» **SUPPLIED RECORDS**
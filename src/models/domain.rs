use serde::{Deserialize, Serialize};
use std::fmt;

/// Cluster tags used by the nutrition dataset
pub mod cluster {
    pub const ENERGY_DENSE: &str = "Energy Dense";
    pub const HIGH_CARB: &str = "High Carb";
    pub const HIGH_PROTEIN: &str = "High Protein";
    pub const LOW_CALORIE: &str = "Low Calorie";
}

/// Dietary preferences offered on the form page
pub const DIETARY_OPTIONS: [&str; 4] = ["Vegan", "Vegetarian", "Omnivore", "Pescatarian"];

/// One row of the nutrition dataset
#[derive(Debug, Clone, Default, PartialEq, Serialize, Deserialize)]
pub struct MealRecord {
    #[serde(rename = "Cluster_Type", alias = "clusterType", default)]
    pub cluster_type: Option<String>,
    #[serde(rename = "Dietary Preference", alias = "dietaryPreference", default)]
    pub dietary_preference: Option<String>,
    #[serde(rename = "Breakfast Suggestion", alias = "breakfast", default)]
    pub breakfast: Option<String>,
    #[serde(rename = "Lunch Suggestion", alias = "lunch", default)]
    pub lunch: Option<String>,
    #[serde(rename = "Dinner Suggestion", alias = "dinner", default)]
    pub dinner: Option<String>,
    #[serde(rename = "Snack Suggestion", alias = "snack", default)]
    pub snack: Option<String>,
}

impl MealRecord {
    /// Suggestion for a slot, treating empty strings as absent
    pub fn suggestion(&self, slot: MealSlot) -> Option<&str> {
        let value = match slot {
            MealSlot::Breakfast => &self.breakfast,
            MealSlot::Lunch => &self.lunch,
            MealSlot::Dinner => &self.dinner,
            MealSlot::Snack => &self.snack,
        };
        value.as_deref().filter(|s| !s.is_empty())
    }
}

/// Meal slots a record carries suggestions for
#[derive(Debug, Clone, Copy, PartialEq, Eq)]
pub enum MealSlot {
    Breakfast,
    Lunch,
    Dinner,
    Snack,
}

impl MealSlot {
    pub const ALL: [MealSlot; 4] = [
        MealSlot::Breakfast,
        MealSlot::Lunch,
        MealSlot::Dinner,
        MealSlot::Snack,
    ];
}

/// BMI category, ordered from lowest to highest BMI
#[derive(Debug, Clone, Copy, PartialEq, Eq, PartialOrd, Ord, Hash, Serialize, Deserialize)]
pub enum BmiCategory {
    Underweight,
    Normal,
    Overweight,
    Obese,
}

impl BmiCategory {
    pub const ALL: [BmiCategory; 4] = [
        BmiCategory::Underweight,
        BmiCategory::Normal,
        BmiCategory::Overweight,
        BmiCategory::Obese,
    ];

    pub fn as_str(&self) -> &'static str {
        match self {
            BmiCategory::Underweight => "Underweight",
            BmiCategory::Normal => "Normal",
            BmiCategory::Overweight => "Overweight",
            BmiCategory::Obese => "Obese",
        }
    }
}

impl fmt::Display for BmiCategory {
    fn fmt(&self, f: &mut fmt::Formatter<'_>) -> fmt::Result {
        f.write_str(self.as_str())
    }
}

/// Classification of a height/weight pair
#[derive(Debug, Clone, Copy, PartialEq)]
pub struct BmiResult {
    /// Unrounded BMI
    pub bmi: f64,
    pub category: BmiCategory,
    pub calorie_target: &'static str,
}

impl BmiResult {
    /// BMI rounded to two decimals for display
    pub fn rounded_bmi(&self) -> f64 {
        (self.bmi * 100.0).round() / 100.0
    }
}

/// Deduplicated suggestions per meal slot
#[derive(Debug, Clone, Default, PartialEq, Eq, Serialize, Deserialize)]
pub struct RecommendedMeals {
    #[serde(rename = "Breakfast")]
    pub breakfast: Vec<String>,
    #[serde(rename = "Lunch")]
    pub lunch: Vec<String>,
    #[serde(rename = "Dinner")]
    pub dinner: Vec<String>,
    #[serde(rename = "Snacks")]
    pub snacks: Vec<String>,
}

impl RecommendedMeals {
    pub fn is_empty(&self) -> bool {
        self.breakfast.is_empty()
            && self.lunch.is_empty()
            && self.dinner.is_empty()
            && self.snacks.is_empty()
    }

    /// Slots in display order, labelled as in the response body
    pub fn slots(&self) -> [(&'static str, &[String]); 4] {
        [
            ("Breakfast", &self.breakfast),
            ("Lunch", &self.lunch),
            ("Dinner", &self.dinner),
            ("Snacks", &self.snacks),
        ]
    }
}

» **PROBLEM DETAILS**
What number of lines in the records hold the word "dataset"? Reply with that number alone.

» **ANSWER TO THE EXERCISE**
2